• **INSTRUCTIONS TO FOLLOW**
Where in the records does the word "HudRuntime" appear? Copy each line that holds it.
※
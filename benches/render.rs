use std::time::Duration;

use criterion::{Criterion, black_box, criterion_group, criterion_main};
use gantry_hud::logging::{LogEvent, LogSink};
use gantry_hud::{
    BoxLayout, Component, Dir, ElementScrollLayout, FlexLayout, HudRuntime, Logger, LoggingResult,
    SimulationScreen, StateRegistry, one_line, render_component, scrolling_text_area, tagged_text,
    text, translate_ansi,
};

#[derive(Clone, Default)]
struct NullSink;

impl LogSink for NullSink {
    fn log(&self, _event: &LogEvent) -> LoggingResult<()> {
        Ok(())
    }
}

fn layout_dashboard(c: &mut Criterion) {
    let tree = build_dashboard(24, 400);
    c.bench_function("layout_dashboard", |b| {
        let mut registry = StateRegistry::default();
        b.iter(|| {
            let canvas = render_component(black_box(&tree), 120, 40, &mut registry)
                .expect("dashboard renders");
            black_box(canvas);
        });
    });
}

fn runtime_frame_loop(c: &mut Criterion) {
    let busy = build_dashboard(24, 400);
    let idle = build_dashboard(24, 401);
    c.bench_function("runtime_frame_loop", |b| {
        b.iter(|| {
            let mut runtime = build_runtime();
            for _ in 0..5 {
                runtime.render(black_box(&busy)).expect("frame renders");
                runtime.render(black_box(&idle)).expect("frame renders");
            }
        });
    });
}

fn translate_build_log(c: &mut Criterion) {
    let raw = colored_log(400);
    c.bench_function("translate_build_log", |b| {
        b.iter(|| {
            black_box(translate_ansi(black_box(&raw)));
        });
    });
}

fn build_runtime() -> HudRuntime {
    let mut runtime = HudRuntime::new(SimulationScreen::new(120, 40));
    let config = runtime.config_mut();
    config.logger = Some(Logger::new(NullSink));
    config.metrics_interval = Duration::from_millis(0);
    config.enable_metrics();
    runtime
}

fn build_dashboard(services: usize, log_lines: usize) -> Component {
    let mut roster = ElementScrollLayout::new("services");
    for index in 0..services {
        let status = if index % 7 == 0 {
            "[yellow::b]building"
        } else {
            "[green]ok"
        };
        roster.add(one_line(tagged_text(&format!(
            "service-{index:02}  {status}"
        ))));
    }

    let mut roster_box = BoxLayout::new();
    roster_box.set_inner(roster.into());
    roster_box.set_title("services");

    let mut log_box = BoxLayout::new();
    log_box.set_inner(scrolling_text_area("logs", &plain_log(log_lines)));
    log_box.set_title("logs");
    log_box.set_focused(true);

    let mut body = FlexLayout::new(Dir::Horiz);
    body.add(roster_box.into());
    body.add(log_box.into());

    let mut rows = FlexLayout::new(Dir::Vert);
    rows.add(one_line(tagged_text("[black:white:b] gantry dev [-:-:-]")));
    rows.add(body.into());
    rows.add(one_line(text("j/k: select  f: follow  q: quit")));
    rows.into()
}

fn plain_log(lines: usize) -> String {
    (0..lines)
        .map(|index| format!("step {index}: compiled module core::unit_{index}"))
        .collect::<Vec<_>>()
        .join("\n")
}

fn colored_log(lines: usize) -> String {
    (0..lines)
        .map(|index| {
            format!(
                "\x1b[32m ok \x1b[0m core::unit_{index} built in \x1b[1m{}ms\x1b[0m\n",
                index % 97
            )
        })
        .collect()
}

criterion_group!(benches, layout_dashboard, runtime_frame_loop, translate_build_log);
criterion_main!(benches);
※
• **WRITTEN SOLUTION**
    BoxLayout, Component, Dir, ElementScrollLayout, FlexLayout, HudRuntime, Logger, LoggingResult,
fn build_runtime() -> HudRuntime {
    let mut runtime = HudRuntime::new(SimulationScreen::new(120, 40));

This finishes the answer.